De nos jours, on parle de maladies, de parasites, d’invasions d’espèces non-endémiques, de feux de forêt, difficile de s’y retrouver ! Comment va la forêt française ?

Jean, me rappelle en introduction de sa réponse, que la forêt française n’est pas une et indivisible, mais variée et riche, donc difficile de répondre précisément. On trouve des forêts publiques ou privées, pas gérées de la même façon, des forêts en montagne ou en plaine, des forêts cultivées ou en friches. Pour compléter, Pascal ajoute qu’il existe 4 types de forêts en France : en plaine, en littoral, en montagnes et en outre-mer (grande diversité). Jean poursuit au sujet de l’invasion d’espèces non-endémiques, ce n’est pas que la forêt qui est touchée mais tous les espaces naturels. Il relativise à cet égard en précisant que beaucoup sont des écosystèmes très concurrentiels ou peu d’espèces non-endémiques arrivent à se développer naturellement (la nature sait se défendre). Par contre, les milieux aquatiques sont beaucoup plus impactés selon lui (je pense pour ma part aux crevettes américaines du Lac de Trémelin entre Rennes et Saint Brieuc, arrivées là à cause de dépôts humains et qui mettent à mal la faune aquatique locale car très agressives).

Sentant que le but de l’article est de faire parler les intervenants et non votre serviteur, Jean a anticipé et fourni un début de présentation écologique pour mieux comprendre les réponses attenantes à l’état de santé de nos forêts (merci à lui !). Il m’explique que de base, la nature évolue selon un schéma globalement identique et qui abouti à une situation stable, pouvant durer des millénaires et que l’on nomme le climax. Cet état stable est, majoritairement une forêt, qui amène différentes strates de végétations, offrant un abri à différents types d’animaux. Cette évolution dépend du stade de départ et des conditions écologiques (sol, eau, lumière). Selon ces conditions, l’évolution peut-être arrêtée en cours, comme pour le maquis méditerranéen où les activités humaines ont appauvri le sol, voir l’ont quasiment fait disparaître, marquant la fin de cette évolution.

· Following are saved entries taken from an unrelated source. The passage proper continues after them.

//! 8-point compass buckets

use serde::{Deserialize, Serialize};
use std::fmt;

/// One of the 8 cardinal buckets, each spanning 45°
#[derive(Debug, Clone, Copy, PartialEq, Eq, Hash, Serialize, Deserialize)]
pub enum Cardinal {
    N,
    NE,
    E,
    SE,
    S,
    SW,
    W,
    NW,
}

impl Cardinal {
    /// Scan order for bucket statistics; ties keep this order
    pub const ALL: [Cardinal; 8] = [
        Cardinal::N,
        Cardinal::NE,
        Cardinal::E,
        Cardinal::SE,
        Cardinal::S,
        Cardinal::SW,
        Cardinal::W,
        Cardinal::NW,
    ];

    /// Bucket a bearing. Any finite input is accepted and wrapped into [0, 360).
    ///
    /// 22.5° lands in NE: `f64::round` rounds half away from zero.
    #[must_use]
    pub fn from_degrees(degrees: f64) -> Self {
        let normalized = degrees.rem_euclid(360.0);
        // normalized / 45 is in [0, 8], so the cast cannot truncate a sign
        #[allow(clippy::cast_possible_truncation, clippy::cast_sign_loss)]
        let index = (normalized / 45.0).round() as usize % 8;
        Self::ALL[index]
    }

    /// Position in `ALL`
    #[must_use]
    pub fn index(self) -> usize {
        self as usize
    }

    /// The lee side: where wind from this direction deposits snow
    #[must_use]
    pub fn opposite(self) -> Self {
        match self {
            Cardinal::N => Cardinal::S,
            Cardinal::NE => Cardinal::SW,
            Cardinal::E => Cardinal::W,
            Cardinal::SE => Cardinal::NW,
            Cardinal::S => Cardinal::N,
            Cardinal::SW => Cardinal::NE,
            Cardinal::W => Cardinal::E,
            Cardinal::NW => Cardinal::SE,
        }
    }

    #[must_use]
    pub fn label(self) -> &'static str {
        match self {
            Cardinal::N => "N",
            Cardinal::NE => "NE",
            Cardinal::E => "E",
            Cardinal::SE => "SE",
            Cardinal::S => "S",
            Cardinal::SW => "SW",
            Cardinal::W => "W",
            Cardinal::NW => "NW",
        }
    }
}

impl fmt::Display for Cardinal {
    fn fmt(&self, f: &mut fmt::Formatter<'_>) -> fmt::Result {
        f.write_str(self.label())
    }
}

/// Cardinal label for an optional bearing, `"N/A"` when absent
#[must_use]
pub fn to_cardinal(degrees: Option<f64>) -> &'static str {
    degrees.map_or(super::NOT_AVAILABLE, |d| Cardinal::from_degrees(d).label())
}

Ainsi, des espèces d’arbustes et d’arbres sont plus ou moins bien adaptées à un des stades d’évolution. Par exemple les saules, peupliers, bouleaux, sont dites pionnières (aller en plaine ne les dérange pas) tandis que les chênes et les hêtres sont dites climaciques, donc plutôt en milieu forestier. Ce qu’il faut en conclure, c’est que les premières espèces seront naturellement habituées aux variations de leur environnement mais avec une espérance de vie individuelle faible, alors que les autres supporteront mal les variations, par contre avec une espérance de vie très longue. Pour Hugo, au passage, cette diversité d’espèces en France prouve la bonne santé générale de nos forêts, même si chaque région a son essence phare (les pins des landes, les chênes basques ou bretons…).

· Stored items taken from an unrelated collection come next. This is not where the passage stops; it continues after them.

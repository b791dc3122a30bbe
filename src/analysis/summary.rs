//! Window summary aggregation and direction means

use crate::models::{HourlyForecastPoint, HourlyUnits, WindowSummary, weather::code_text};
use crate::{ForecastError, Result};
use std::collections::BTreeMap;

/// Resultants shorter than this fraction of the total weight have no
/// meaningful direction.
const MIN_RESULTANT_RATIO: f64 = 1e-6;

/// Where the summarised points were taken
#[derive(Debug, Clone, Copy)]
pub struct Coordinates {
    pub latitude: f64,
    pub longitude: f64,
}

/// Reduce a non-empty window of points into a `WindowSummary`
pub fn summarize_window(
    points: &[HourlyForecastPoint],
    coordinates: Coordinates,
    timezone: &str,
    units: &HourlyUnits,
) -> Result<WindowSummary> {
    let (Some(first), Some(last)) = (points.first(), points.last()) else {
        return Err(ForecastError::validation(
            "cannot summarise an empty window of hourly points",
        ));
    };

    let temp_min = points
        .iter()
        .map(|p| p.temperature)
        .fold(f64::INFINITY, f64::min);
    let temp_max = points
        .iter()
        .map(|p| p.temperature)
        .fold(f64::NEG_INFINITY, f64::max);
    let precip_total = points.iter().map(|p| p.precipitation).sum();
    let precip_prob_max = max_present(points.iter().map(|p| p.precipitation_probability));

    #[allow(clippy::cast_precision_loss)]
    let wind_avg = points.iter().map(|p| p.wind_speed).sum::<f64>() / points.len() as f64;
    let wind_max = points
        .iter()
        .map(|p| p.wind_speed)
        .fold(f64::NEG_INFINITY, f64::max);
    let gust_max = max_present(points.iter().map(|p| p.wind_gusts));

    let dominant_conditions = dominant_code(points.iter().filter_map(|p| p.weather_code))
        .map_or_else(
            || "unknown conditions".to_string(),
            |code| code_text(code).map_or_else(|| format!("weather code {code}"), String::from),
        );

    Ok(WindowSummary {
        latitude: coordinates.latitude,
        longitude: coordinates.longitude,
        timezone: timezone.to_string(),
        window_start_local: first.time_local.clone(),
        window_end_local: last.time_local.clone(),
        temp_min,
        temp_max,
        temp_unit: units.temperature.clone(),
        precip_total,
        precip_unit: units.precipitation.clone(),
        precip_prob_max,
        wind_avg,
        wind_max,
        gust_max,
        wind_unit: units.wind_speed.clone(),
        gust_unit: units.wind_gusts.clone(),
        dominant_wind_direction: scalar_mean_direction(points.iter().map(|p| p.wind_direction)),
        dominant_conditions,
    })
}

/// Max of the present values, `None` when every value is missing
pub(crate) fn max_present(values: impl IntoIterator<Item = Option<f64>>) -> Option<f64> {
    values.into_iter().flatten().reduce(f64::max)
}

/// Mean of the present values, `None` when every value is missing
pub(crate) fn mean_present(values: impl IntoIterator<Item = Option<f64>>) -> Option<f64> {
    let (sum, count) = values
        .into_iter()
        .flatten()
        .fold((0.0, 0_u32), |(sum, count), v| (sum + v, count + 1));
    (count > 0).then(|| sum / f64::from(count))
}

/// Arithmetic mean of the present bearings.
///
/// Does not wrap around north: 350° and 10° average to 180°.
#[must_use]
pub fn scalar_mean_direction(directions: impl IntoIterator<Item = Option<f64>>) -> Option<f64> {
    mean_present(directions)
}

/// Speed-weighted circular mean of `(speed, direction)` pairs, in [0, 360).
///
/// Meteorological convention: 0° = N, 90° = E. Only pairs with a positive
/// speed and a present direction contribute. Returns `None` when nothing
/// qualifies or the vectors cancel out.
#[must_use]
pub fn vector_mean_direction(
    samples: impl IntoIterator<Item = (Option<f64>, Option<f64>)>,
) -> Option<f64> {
    let mut east = 0.0;
    let mut north = 0.0;
    let mut total_weight = 0.0;

    for (speed, direction) in samples {
        let (Some(speed), Some(direction)) = (speed, direction) else {
            continue;
        };
        if speed <= 0.0 {
            continue;
        }
        let rad = direction.to_radians();
        east += speed * rad.sin();
        north += speed * rad.cos();
        total_weight += speed;
    }

    if total_weight <= 0.0 || east.hypot(north) / total_weight < MIN_RESULTANT_RATIO {
        return None;
    }

    let degrees = east.atan2(north).to_degrees().rem_euclid(360.0);
    // rem_euclid of a tiny negative angle rounds up to exactly 360.0
    Some(if degrees >= 360.0 { 0.0 } else { degrees })
}

/// Most frequent code; ties go to the numerically largest code
#[must_use]
pub fn dominant_code(codes: impl IntoIterator<Item = i64>) -> Option<i64> {
    let mut counts: BTreeMap<i64, u32> = BTreeMap::new();
    for code in codes {
        *counts.entry(code).or_default() += 1;
    }
    counts
        .into_iter()
        .max_by_key(|&(code, count)| (count, code))
        .map(|(code, _)| code)
}
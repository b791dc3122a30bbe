//! Pure aggregation and derivation over hourly weather
//!
//! Nothing in here performs I/O: callers hand in already-fetched points or
//! already-read records and get derived structures back.

pub mod daily_history;
pub mod direction;
pub mod feels_like;
pub mod summary;
pub mod wind_history;

pub use daily_history::{DailyHistorySummary, WeatherHistory, build_history, summarize_day};
pub use direction::{Cardinal, to_cardinal};
pub use feels_like::feels_like;
pub use summary::{
    Coordinates, dominant_code, scalar_mean_direction, summarize_window, vector_mean_direction,
};
pub use wind_history::{
    BucketMode, DirectionStat, HistoricalWindAnalysis, WindSample, analyze_samples,
    analyze_stored,
};

/// Label used wherever a value cannot be derived
pub const NOT_AVAILABLE: &str = "N/A";

/// Round half away from zero to `decimals` places
#[must_use]
pub fn round_to(value: f64, decimals: i32) -> f64 {
    let factor = 10_f64.powi(decimals);
    (value * factor).round() / factor
}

Ceci étant expliqué, Jean me répond sur la question. La forêt est actuellement surtout fragilisée par le réchauffement climatique car elle est peu résiliente du fait de son exploitation. Les échanges internationaux favorisent la dissémination des agents pathogènes, qui touchent des espèces non-habituées à ces maladies / parasites. De plus, le progrès pousse à la monoculture, qui elle pousse à un appauvrissement des espèces et de leurs résistances. Cela renforce directement ses impacts et déborde logiquement sur le système économique forestier qui en dépend exclusivement. Autrefois, les forêts mélangées (plus sauvages peut-être) pouvaient plus facilement s’adapter.

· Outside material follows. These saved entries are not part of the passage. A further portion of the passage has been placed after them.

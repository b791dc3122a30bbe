//! Multi-day daily history from persisted hourly records

use super::summary::{dominant_code, max_present, mean_present, vector_mean_direction};
use super::round_to;
use crate::models::{DailyRecordFile, StoredHour};
use chrono::NaiveDate;
use serde::{Deserialize, Serialize};

const FOG_CODES: [i64; 2] = [45, 48];
const RIME_FOG_CODE: i64 = 48;
pub const SNOW_CODES: [i64; 6] = [71, 73, 75, 77, 85, 86];
/// Precipitation below this temperature (°C) counts as snow whatever the code
const SNOW_TEMP_THRESHOLD: f64 = 2.0;

/// One calendar day's aggregate
#[derive(Debug, Clone, PartialEq, Serialize, Deserialize)]
pub struct DailyHistorySummary {
    pub date: NaiveDate,
    pub temp_min: Option<f64>,
    pub temp_max: Option<f64>,
    pub temp_feel_min: Option<f64>,
    pub temp_feel_max: Option<f64>,
    pub precip_total: f64,
    pub wind_avg: Option<f64>,
    pub wind_max: Option<f64>,
    pub gust_max: Option<f64>,
    /// Speed-weighted mean direction, whole degrees
    pub wind_direction: Option<f64>,
    pub cloud_avg: Option<f64>,
    pub cloud_low_avg: Option<f64>,
    pub cloud_mid_avg: Option<f64>,
    pub cloud_high_avg: Option<f64>,
    pub fog_hours: u32,
    pub has_rime_fog: bool,
    pub has_snow: bool,
    pub snow_hours: u32,
    pub snow_precip_mm: f64,
    pub dominant_weather_code: Option<i64>,
}

/// Oldest-first sequence of daily summaries
#[derive(Debug, Clone, PartialEq, Serialize, Deserialize)]
pub struct WeatherHistory {
    pub days_requested: u32,
    pub days_found: usize,
    pub start_date: NaiveDate,
    pub end_date: NaiveDate,
    pub daily_data: Vec<DailyHistorySummary>,
    pub source: String,
}

fn is_snow_hour(hour: &StoredHour) -> bool {
    let snow_code = hour.weather_code.is_some_and(|c| SNOW_CODES.contains(&c));
    let cold = hour.temperature.is_some_and(|t| t < SNOW_TEMP_THRESHOLD);
    let wet = hour.precipitation.unwrap_or(0.0) > 0.0;
    snow_code || (cold && wet)
}

fn round_opt(value: Option<f64>, decimals: i32) -> Option<f64> {
    value.map(|v| round_to(v, decimals))
}

fn min_present(values: impl IntoIterator<Item = Option<f64>>) -> Option<f64> {
    values.into_iter().flatten().reduce(f64::min)
}

/// Aggregate one day's hours; `None` for an empty day
#[must_use]
pub fn summarize_day(date: NaiveDate, hours: &[StoredHour]) -> Option<DailyHistorySummary> {
    if hours.is_empty() {
        return None;
    }

    let temps = || hours.iter().map(|h| h.temperature);
    let feels = || hours.iter().map(|h| h.temperature_feel.or(h.temperature));
    let winds = || hours.iter().map(|h| h.wind_speed);

    let codes: Vec<i64> = hours.iter().filter_map(|h| h.weather_code).collect();
    let fog_hours = codes.iter().filter(|c| FOG_CODES.contains(c)).count();

    let (snow_hours, snow_precip) = hours
        .iter()
        .filter(|h| is_snow_hour(h))
        .fold((0_u32, 0.0), |(count, precip), h| {
            (count + 1, precip + h.precipitation.unwrap_or(0.0))
        });

    Some(DailyHistorySummary {
        date,
        temp_min: round_opt(min_present(temps()), 1),
        temp_max: round_opt(max_present(temps()), 1),
        temp_feel_min: round_opt(min_present(feels()), 1),
        temp_feel_max: round_opt(max_present(feels()), 1),
        precip_total: round_to(hours.iter().filter_map(|h| h.precipitation).sum::<f64>(), 1),
        wind_avg: round_opt(mean_present(winds()), 1),
        wind_max: round_opt(max_present(winds()), 1),
        gust_max: round_opt(max_present(hours.iter().map(|h| h.wind_gusts)), 1),
        wind_direction: round_opt(
            vector_mean_direction(hours.iter().map(|h| (h.wind_speed, h.wind_direction))),
            0,
        )
        .map(|d| if d >= 360.0 { 0.0 } else { d }),
        cloud_avg: round_opt(mean_present(hours.iter().map(|h| h.cloud_cover)), 0),
        cloud_low_avg: round_opt(mean_present(hours.iter().map(|h| h.cloud_cover_low)), 0),
        cloud_mid_avg: round_opt(mean_present(hours.iter().map(|h| h.cloud_cover_mid)), 0),
        cloud_high_avg: round_opt(mean_present(hours.iter().map(|h| h.cloud_cover_high)), 0),
        fog_hours: u32::try_from(fog_hours).unwrap_or(u32::MAX),
        has_rime_fog: codes.contains(&RIME_FOG_CODE),
        has_snow: snow_hours > 0,
        snow_hours,
        snow_precip_mm: round_to(snow_precip, 1),
        dominant_weather_code: dominant_code(codes.iter().copied()),
    })
}

/// One summary per day that has a non-empty record, oldest first.
/// `None` when no day has data.
#[must_use]
pub fn build_history(
    days: &[(NaiveDate, DailyRecordFile)],
    days_requested: u32,
) -> Option<WeatherHistory> {
    let mut daily_data: Vec<DailyHistorySummary> = days
        .iter()
        .filter_map(|(date, record)| summarize_day(*date, record.hours()))
        .collect();
    daily_data.sort_by_key(|day| day.date);

    let start_date = daily_data.first()?.date;
    let end_date = daily_data.last()?.date;

    Some(WeatherHistory {
        days_requested,
        days_found: daily_data.len(),
        start_date,
        end_date,
        daily_data,
        source: "saved_forecast_data".to_string(),
    })
}

#[cfg(test)]
mod tests {
    use super::*;

    fn date(day: u32) -> NaiveDate {
        NaiveDate::from_ymd_opt(2026, 1, day).unwrap()
    }

    fn hour(temperature: f64, precipitation: f64, code: i64) -> StoredHour {
        StoredHour {
            temperature: Some(temperature),
            precipitation: Some(precipitation),
            weather_code: Some(code),
            ..StoredHour::default()
        }
    }

    #[test]
    fn test_cold_rain_counts_as_snow() {
        let day = summarize_day(date(10), &[hour(-1.0, 2.0, 61)]).unwrap();
        assert!(day.has_snow);
        assert_eq!(day.snow_hours, 1);
        assert_eq!(day.snow_precip_mm, 2.0);
    }

    #[test]
    fn test_snow_code_or_cold_precip_counts_once() {
        let hours = vec![
            hour(-3.0, 1.2, 73), // both clauses
            hour(4.0, 0.0, 85),  // code only
            hour(1.0, 0.0, 3),   // cold but dry
            hour(6.0, 3.0, 63),  // warm rain
        ];
        let day = summarize_day(date(10), &hours).unwrap();
        assert_eq!(day.snow_hours, 2);
        assert_eq!(day.snow_precip_mm, 1.2);
        assert_eq!(day.precip_total, 4.2);
    }

    #[test]
    fn test_missing_temperature_is_not_cold() {
        let hours = vec![StoredHour {
            precipitation: Some(1.0),
            weather_code: Some(61),
            ..StoredHour::default()
        }];
        let day = summarize_day(date(10), &hours).unwrap();
        assert!(!day.has_snow);
        assert_eq!(day.temp_min, None);
        assert_eq!(day.temp_feel_min, None);
    }

    #[test]
    fn test_fog_and_dominant_code() {
        let hours = vec![
            hour(0.0, 0.0, 45),
            hour(0.0, 0.0, 48),
            hour(0.0, 0.0, 3),
            hour(0.0, 0.0, 45),
            hour(0.0, 0.0, 48),
        ];
        let day = summarize_day(date(10), &hours).unwrap();
        assert_eq!(day.fog_hours, 4);
        assert!(day.has_rime_fog);
        // 45 and 48 tie at two hours each
        assert_eq!(day.dominant_weather_code, Some(48));
    }

    #[test]
    fn test_fields_reduce_independently() {
        let hours = vec![
            StoredHour {
                temperature: Some(-4.26),
                temperature_feel: Some(-9.04),
                wind_speed: Some(10.0),
                wind_gusts: Some(31.0),
                wind_direction: Some(90.0),
                cloud_cover: Some(80.0),
                ..StoredHour::default()
            },
            StoredHour {
                temperature: Some(-1.0),
                wind_speed: Some(20.0),
                wind_direction: None,
                cloud_cover: None,
                cloud_cover_low: Some(33.0),
                ..StoredHour::default()
            },
            StoredHour {
                wind_speed: Some(30.0),
                wind_direction: Some(90.0),
                cloud_cover: Some(55.0),
                ..StoredHour::default()
            },
        ];
        let day = summarize_day(date(10), &hours).unwrap();
        assert_eq!(day.temp_min, Some(-4.3));
        assert_eq!(day.temp_max, Some(-1.0));
        // second hour falls back to its temperature
        assert_eq!(day.temp_feel_min, Some(-9.0));
        assert_eq!(day.temp_feel_max, Some(-1.0));
        assert_eq!(day.wind_avg, Some(20.0));
        assert_eq!(day.wind_max, Some(30.0));
        assert_eq!(day.gust_max, Some(31.0));
        assert_eq!(day.wind_direction, Some(90.0));
        assert_eq!(day.cloud_avg, Some(68.0));
        assert_eq!(day.cloud_low_avg, Some(33.0));
        assert_eq!(day.cloud_mid_avg, None);
        assert_eq!(day.precip_total, 0.0);
        assert_eq!(day.dominant_weather_code, None);
    }

    #[test]
    fn test_calm_day_has_no_direction() {
        let hours = vec![StoredHour {
            wind_speed: Some(0.0),
            wind_direction: Some(200.0),
            ..StoredHour::default()
        }];
        let day = summarize_day(date(10), &hours).unwrap();
        assert_eq!(day.wind_direction, None);
    }

    #[test]
    fn test_history_skips_empty_days_and_sorts() {
        let days = vec![
            (date(12), DailyRecordFile::Bare(vec![hour(1.0, 0.0, 0)])),
            (date(11), DailyRecordFile::Wrapped { data: vec![] }),
            (date(10), DailyRecordFile::Wrapped { data: vec![hour(2.0, 0.0, 1)] }),
        ];
        let history = build_history(&days, 7).unwrap();
        assert_eq!(history.days_found, 2);
        assert_eq!(history.start_date, date(10));
        assert_eq!(history.end_date, date(12));
        assert_eq!(history.daily_data[0].date, date(10));
        assert_eq!(history.source, "saved_forecast_data");
    }

    #[test]
    fn test_history_without_data_is_absent() {
        assert!(build_history(&[], 7).is_none());
        let days = vec![(date(11), DailyRecordFile::Bare(vec![]))];
        assert!(build_history(&days, 7).is_none());
    }
}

Aussi, en lien avec l’explication antérieure, malgré un patrimoine génétique plus riche que chez l’Humain, les arbres ne sont pas tous capables d’absorber les évolutions de son écosystème. Pour Jean, l’état de santé de la forêt française est donc en partie du à son exploitation, qui n’a pas aidé à la rendre résiliente. La poursuite de la culture de parcelles à une seule espèce (locale ou exotique) est lié à un impératif économique simple, mais pas résilient. On retrouve le même problème dans notre agriculture qui tend vers des exploitations industrielles monospécifiques. Stéphane répond assez rapidement en accord avec Jean : la surexploitation humaine est en grande partie responsable de l’état actuel de nos forêts. Hugo rajoute qu’il a constaté, comme partout, une standardisation des produits forestiers, on veut une seule essence et un seul diamètre, pour augmenter leur rentabilité aux scieries, avec une seule gestion (ONF) qui impose un mode d’organisation sur le territoire. Il n’est pas forcément contre mais il nous avertir de nous méfier de l’uniformisation.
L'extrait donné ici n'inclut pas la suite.